Scientific, educational collaborations
In addition to NEFSC staff, there are usually several students and researchers from other organizations aboard each EcoMon survey. Usually two observers, funded by the Bureau of Ocean Energy Management, are aboard to identify and count seabirds, turtles, and marine mammals, including any sightings of North Atlantic right whales. On the late spring survey that ended June 6, a NOAA Teacher at Sea from South Carolina joined a Maine Maritime Academy student and a researcher from NOAA’s National Environmental Satellite, Data and Information Service who was ground-truthing environmental data collected from satellites.
In addition to collecting the samples needed by the NEFSC, Prezioso and colleagues will collect samples and data for researchers who are not able to join the cruise, if time and circumstances permit.
“EcoMon is a good platform for scientific and educational collaboration,” Prezioso said. “For example, we’ve had a decades-long collaboration with Ann Bucklin from the University of Connecticut and Peter Wiebe from Woods Hole Oceanographic Institution (WHOI) on the Census of Marine Zooplankton (CMarZ) Program.

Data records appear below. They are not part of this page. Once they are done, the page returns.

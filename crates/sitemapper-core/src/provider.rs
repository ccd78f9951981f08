//! The provider seam between the generator and its URL sources.
//!
//! A group's provider is anything that can asynchronously produce a list of
//! sitemap entries. [`crate::ensure::ensure_sitemaps`] wraps declarative
//! [`crate::source::SitemapSource`]s into providers; the helpers here cover
//! the common hand-rolled cases (fixed lists, one-off async closures,
//! caller-driven pagination).

use crate::Result;
use crate::types::{SitemapEntry, SitemapPage};
use async_trait::async_trait;
use std::future::Future;

/// Asynchronous producer of sitemap entries for one group.
///
/// Implementations must not panic on expected failure modes; return an
/// `Err` instead, and the generator will contain it at the group boundary.
#[async_trait]
pub trait UrlProvider: Send + Sync {
    /// Produces the full URL list for the group.
    async fn provide(&self) -> Result<Vec<SitemapEntry>>;
}

/// Provider backed by a fixed list of entries.
#[derive(Debug, Clone, Default)]
pub struct StaticProvider {
    urls: Vec<SitemapEntry>,
}

impl StaticProvider {
    /// Creates a provider that always yields `urls`.
    pub fn new<I, E>(urls: I) -> Self
    where
        I: IntoIterator<Item = E>,
        E: Into<SitemapEntry>,
    {
        Self {
            urls: urls.into_iter().map(Into::into).collect(),
        }
    }
}

#[async_trait]
impl UrlProvider for StaticProvider {
    async fn provide(&self) -> Result<Vec<SitemapEntry>> {
        Ok(self.urls.clone())
    }
}

/// Provider backed by an async closure.
pub struct FnProvider<F> {
    fetcher: F,
}

impl<F, Fut> FnProvider<F>
where
    F: Fn() -> Fut + Send + Sync,
    Fut: Future<Output = Result<Vec<SitemapEntry>>> + Send,
{
    /// Wraps `fetcher` as a provider; it is invoked once per generation run.
    pub const fn new(fetcher: F) -> Self {
        Self { fetcher }
    }
}

#[async_trait]
impl<F, Fut> UrlProvider for FnProvider<F>
where
    F: Fn() -> Fut + Send + Sync,
    Fut: Future<Output = Result<Vec<SitemapEntry>>> + Send,
{
    async fn provide(&self) -> Result<Vec<SitemapEntry>> {
        (self.fetcher)().await
    }
}

/// Provider that accumulates pages from a caller-supplied page fetcher.
///
/// Pages are requested starting at `start_page` (default 1) until the
/// fetcher reports `has_more == false`. Termination is entirely the
/// fetcher's responsibility: one that always reports more pages loops
/// forever.
pub struct PaginatedProvider<F> {
    fetch_page: F,
    start_page: u32,
}

impl<F, Fut> PaginatedProvider<F>
where
    F: Fn(u32) -> Fut + Send + Sync,
    Fut: Future<Output = Result<SitemapPage>> + Send,
{
    /// Creates a provider paginating from page 1.
    pub const fn new(fetch_page: F) -> Self {
        Self {
            fetch_page,
            start_page: 1,
        }
    }

    /// Overrides the first page number passed to the fetcher.
    #[must_use]
    pub const fn with_start_page(mut self, start_page: u32) -> Self {
        self.start_page = start_page;
        self
    }
}

#[async_trait]
impl<F, Fut> UrlProvider for PaginatedProvider<F>
where
    F: Fn(u32) -> Fut + Send + Sync,
    Fut: Future<Output = Result<SitemapPage>> + Send,
{
    async fn provide(&self) -> Result<Vec<SitemapEntry>> {
        let mut all_urls = Vec::new();
        let mut page = self.start_page;

        loop {
            let result = (self.fetch_page)(page).await?;
            all_urls.extend(result.urls);
            if !result.has_more {
                break;
            }
            page += 1;
        }

        Ok(all_urls)
    }
}
//! URL and string helpers for assembling sitemap entries.

use unicode_normalization::UnicodeNormalization;
use unicode_normalization::char::is_combining_mark;

/// Joins relative paths onto a base URL.
///
/// Trailing slashes on the base and a missing leading slash on a path are
/// both tolerated; the result always has exactly one slash at the join.
#[must_use]
pub fn combine_urls(base_url: &str, paths: &[impl AsRef<str>]) -> Vec<String> {
    let trimmed_base = base_url.trim_end_matches('/');
    paths
        .iter()
        .map(|p| {
            let path = p.as_ref();
            if path.starts_with('/') {
                format!("{trimmed_base}{path}")
            } else {
                format!("{trimmed_base}/{path}")
            }
        })
        .collect()
}

/// Turns arbitrary text into a lowercase ASCII kebab slug.
///
/// Accented characters are decomposed and their combining marks dropped, so
/// `"Crème Brûlée"` becomes `"creme-brulee"`. Runs of anything outside
/// `[a-z0-9]` collapse into a single hyphen; leading and trailing hyphens
/// are stripped.
#[must_use]
pub fn slugify(text: &str) -> String {
    let folded: String = text
        .trim()
        .to_lowercase()
        .nfd()
        .filter(|c| !is_combining_mark(*c))
        .collect();

    let mut slug = String::with_capacity(folded.len());
    let mut pending_hyphen = false;
    for c in folded.chars() {
        if c.is_ascii_alphanumeric() {
            if pending_hyphen && !slug.is_empty() {
                slug.push('-');
            }
            pending_hyphen = false;
            slug.push(c);
        } else {
            pending_hyphen = true;
        }
    }
    slug
}
//! HTTP helpers for remote URL sources.
//!
//! Both fetchers share the same failure contract: any transport error,
//! non-success status, body that fails to parse, or (for GraphQL) a
//! non-empty `errors` array collapses to `None`. The source resolver treats
//! `None` identically to "no data", so a flaky endpoint degrades a sitemap
//! instead of failing the build. Request timeouts (30s by default) fall
//! under the same contract.

use crate::{Error, Result};
use reqwest::Client;
use reqwest::header::{CONTENT_TYPE, HeaderMap, HeaderName, HeaderValue};
use serde_json::{Value, json};
use std::collections::HashMap;
use std::time::Duration;
use tracing::{debug, warn};

const DEFAULT_TIMEOUT: Duration = Duration::from_secs(30);

fn build_header_map(headers: &HashMap<String, String>) -> Result<HeaderMap> {
    let mut map = HeaderMap::new();
    map.insert(CONTENT_TYPE, HeaderValue::from_static("application/json"));
    for (name, value) in headers {
        let name = HeaderName::from_bytes(name.as_bytes())
            .map_err(|e| Error::Config(format!("Invalid header name '{name}': {e}")))?;
        let value = HeaderValue::from_str(value)
            .map_err(|e| Error::Config(format!("Invalid header value for '{name:?}': {e}")))?;
        map.insert(name, value);
    }
    Ok(map)
}

fn build_client(timeout: Duration) -> Result<Client> {
    Client::builder()
        .timeout(timeout)
        .user_agent(concat!("sitemapper/", env!("CARGO_PKG_VERSION")))
        .gzip(true)
        .build()
        .map_err(Error::Network)
}

/// Configuration for a [`GraphQlFetcher`].
#[derive(Debug, Clone, Default)]
pub struct GraphQlFetcherConfig {
    /// GraphQL endpoint URL.
    pub url: String,
    /// Extra request headers merged over the default `Content-Type`.
    pub headers: HashMap<String, String>,
}

/// Executor for GraphQL queries against a fixed endpoint.
pub struct GraphQlFetcher {
    client: Client,
    url: String,
    headers: HeaderMap,
}

impl GraphQlFetcher {
    /// Creates a fetcher with the default request timeout.
    pub fn new(config: GraphQlFetcherConfig) -> Result<Self> {
        Self::with_timeout(config, DEFAULT_TIMEOUT)
    }

    /// Creates a fetcher with a custom request timeout (primarily for tests).
    pub fn with_timeout(config: GraphQlFetcherConfig, timeout: Duration) -> Result<Self> {
        Ok(Self {
            client: build_client(timeout)?,
            url: config.url,
            headers: build_header_map(&config.headers)?,
        })
    }

    /// Issues one query and returns the response's `data` field.
    ///
    /// Returns `None` on transport failure, non-success status, unparseable
    /// body, or an application-level `errors` array.
    pub async fn query(&self, query: &str, variables: Option<&Value>) -> Option<Value> {
        let mut body = json!({ "query": query });
        if let (Some(vars), Some(map)) = (variables, body.as_object_mut()) {
            map.insert("variables".to_string(), vars.clone());
        }

        let response = match self
            .client
            .post(&self.url)
            .headers(self.headers.clone())
            .json(&body)
            .send()
            .await
        {
            Ok(response) => response,
            Err(e) => {
                warn!("GraphQL request to {} failed: {e}", self.url);
                return None;
            },
        };

        let status = response.status();
        let payload: Value = match response.json().await {
            Ok(payload) => payload,
            Err(e) => {
                warn!("GraphQL response from {} unparseable: {e}", self.url);
                return None;
            },
        };

        if !status.is_success() {
            warn!("GraphQL endpoint {} returned status {status}", self.url);
            return None;
        }

        if let Some(errors) = payload.get("errors").and_then(Value::as_array)
            && !errors.is_empty()
        {
            warn!(
                "GraphQL endpoint {} returned {} error(s)",
                self.url,
                errors.len()
            );
            return None;
        }

        debug!("GraphQL query against {} succeeded", self.url);
        payload.get("data").cloned()
    }
}

/// Configuration for a [`JsonFetcher`].
#[derive(Debug, Clone, Default)]
pub struct JsonFetcherConfig {
    /// Extra request headers merged over the default `Content-Type`.
    pub headers: HashMap<String, String>,
}

/// Generic JSON GET helper with the same `None`-on-failure contract as
/// [`GraphQlFetcher`].
pub struct JsonFetcher {
    client: Client,
    headers: HeaderMap,
}

impl JsonFetcher {
    /// Creates a fetcher with the default request timeout.
    pub fn new(config: JsonFetcherConfig) -> Result<Self> {
        Self::with_timeout(config, DEFAULT_TIMEOUT)
    }

    /// Creates a fetcher with a custom request timeout (primarily for tests).
    pub fn with_timeout(config: JsonFetcherConfig, timeout: Duration) -> Result<Self> {
        Ok(Self {
            client: build_client(timeout)?,
            headers: build_header_map(&config.headers)?,
        })
    }

    /// GETs a URL and parses the body as JSON.
    pub async fn get(&self, url: &str) -> Option<Value> {
        let response = match self
            .client
            .get(url)
            .headers(self.headers.clone())
            .send()
            .await
        {
            Ok(response) => response,
            Err(e) => {
                warn!("GET {url} failed: {e}");
                return None;
            },
        };

        if !response.status().is_success() {
            warn!("GET {url} returned status {}", response.status());
            return None;
        }

        match response.json().await {
            Ok(payload) => Some(payload),
            Err(e) => {
                warn!("Response from {url} unparseable: {e}");
                None
            },
        }
    }
}
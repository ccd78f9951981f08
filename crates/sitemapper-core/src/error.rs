//! Error types and handling for sitemapper-core operations.
//!
//! Most failure modes in this crate never surface as errors at all: missing
//! source files, absent fetchers, and failed HTTP requests degrade to empty
//! URL lists, and per-group failures are contained by the generator. The
//! variants here cover what remains: output I/O, malformed source data, and
//! invalid configuration.

use thiserror::Error;

/// The main error type for sitemapper-core operations.
///
/// All fallible public functions return `Result<T, Error>`. Errors keep
/// their source chain where an underlying error exists (`Io`, `Network`).
#[derive(Error, Debug)]
pub enum Error {
    /// File system operation failed (reading a JSON source, writing output).
    #[error("IO error: {0}")]
    Io(#[from] std::io::Error),

    /// HTTP request construction or transport failed.
    ///
    /// Note that inside the fetchers a network failure is absorbed into the
    /// `None` return value; this variant only appears when a reqwest client
    /// itself cannot be built.
    #[error("Network error: {0}")]
    Network(#[from] reqwest::Error),

    /// Source data could not be parsed or mapped into URLs.
    ///
    /// Raised for malformed JSON source files and for mapper callbacks that
    /// reject the data they were handed. Contained at the group boundary by
    /// the generator.
    #[error("Parse error: {0}")]
    Parse(String),

    /// Output directory or file write failed.
    #[error("Storage error: {0}")]
    Storage(String),

    /// Configuration is invalid (empty group name, unsafe file stem, ...).
    #[error("Configuration error: {0}")]
    Config(String),

    /// JSON serialization or deserialization failed.
    #[error("Serialization error: {0}")]
    Serialization(String),

    /// Generic error for uncategorized failures.
    #[error("{0}")]
    Other(String),
}

impl From<serde_json::Error> for Error {
    fn from(err: serde_json::Error) -> Self {
        Self::Serialization(err.to_string())
    }
}

impl Error {
    /// Check if the error might be recoverable through retry logic.
    ///
    /// Returns `true` for errors that are typically temporary (network
    /// timeouts, connection failures, interrupted I/O) and `false` for
    /// permanent ones (parse failures, invalid configuration).
    #[must_use]
    pub fn is_recoverable(&self) -> bool {
        match self {
            Self::Network(e) => e.is_timeout() || e.is_connect(),
            Self::Io(e) => {
                matches!(
                    e.kind(),
                    std::io::ErrorKind::TimedOut | std::io::ErrorKind::Interrupted
                )
            },
            _ => false,
        }
    }

    /// Get the error category as a string identifier, for logging and
    /// grouping in diagnostics.
    #[must_use]
    pub const fn category(&self) -> &'static str {
        match self {
            Self::Io(_) => "io",
            Self::Network(_) => "network",
            Self::Parse(_) => "parse",
            Self::Storage(_) => "storage",
            Self::Config(_) => "config",
            Self::Serialization(_) => "serialization",
            Self::Other(_) => "other",
        }
    }
}

/// Convenience type alias for `std::result::Result<T, Error>`.
pub type Result<T> = std::result::Result<T, Error>;
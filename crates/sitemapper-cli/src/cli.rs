//! Command-line argument definitions.

use clap::Parser;
use std::path::PathBuf;

/// Generate static sitemap XML files and robots.txt from a config file.
#[derive(Debug, Clone, Parser)]
#[command(name = "sitemapper", version, about)]
pub struct Cli {
    /// Path to the TOML config file
    #[arg(short, long, default_value = "sitemapper.toml")]
    pub config: PathBuf,

    /// Override the configured output directory
    #[arg(short, long)]
    pub output: Option<PathBuf>,

    /// Regenerate even when the staleness gate would skip
    #[arg(short, long)]
    pub force: bool,

    /// Enable debug logging
    #[arg(short, long)]
    pub verbose: bool,
}
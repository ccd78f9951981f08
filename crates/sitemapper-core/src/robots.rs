//! robots.txt rendering.

use crate::types::{RobotsConfig, RobotsRule};

fn build_rule_block(rule: &RobotsRule) -> String {
    let mut lines = vec![format!("User-agent: {}", rule.user_agent)];
    for path in &rule.allow {
        lines.push(format!("Allow: {path}"));
    }
    for path in &rule.disallow {
        lines.push(format!("Disallow: {path}"));
    }
    lines.join("\n")
}

/// Renders a robots.txt body from the given config.
///
/// Rule blocks come first (or the default permissive `User-agent: *` block
/// when no rules are configured), followed by one block per `Sitemap:`
/// reference and the verbatim `custom` trailer. Blocks are separated by a
/// blank line; the output always ends with exactly one trailing newline.
#[must_use]
pub fn build_robots_txt(config: &RobotsConfig) -> String {
    let mut parts: Vec<String> = Vec::new();

    if config.rules.is_empty() {
        parts.push("User-agent: *\nAllow: /".to_string());
    } else {
        let blocks: Vec<String> = config.rules.iter().map(build_rule_block).collect();
        parts.push(blocks.join("\n\n"));
    }

    if let Some(sitemap_url) = &config.sitemap_url {
        parts.push(format!("Sitemap: {sitemap_url}"));
    }
    for url in &config.additional_sitemaps {
        parts.push(format!("Sitemap: {url}"));
    }
    if let Some(custom) = &config.custom {
        parts.push(custom.clone());
    }

    parts.join("\n\n") + "\n"
}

We've been collecting zooplankton samples from all across our survey area for them to analyze at a molecular level for genetic diversity for many years.”
Another researcher from WHOI, Heidi Sosik, has found over the past several years that the EcoMon trips provide a convenient way of deploying her ImagingFlowCytoBot, a device for collecting data and images of marine phytoplankton from the four subregions routinely sampled on the surveys: Gulf of Maine, Georges Bank, Southern New England, and the Mid-Atlantic Bight.
“In just the last few years, we’ve had researchers from the University of Rhode Island, University of Massachusetts, University of Maine, University of Connecticut, Texas A&M, State University of New York, Rutgers University, Old Dominion University and WHOI as well as NASA, the Canadian Wildlife Service, and Canada’s Department of Fisheries and Oceans out to sea with us. We try to accommodate their research needs, and we share our data and samples.”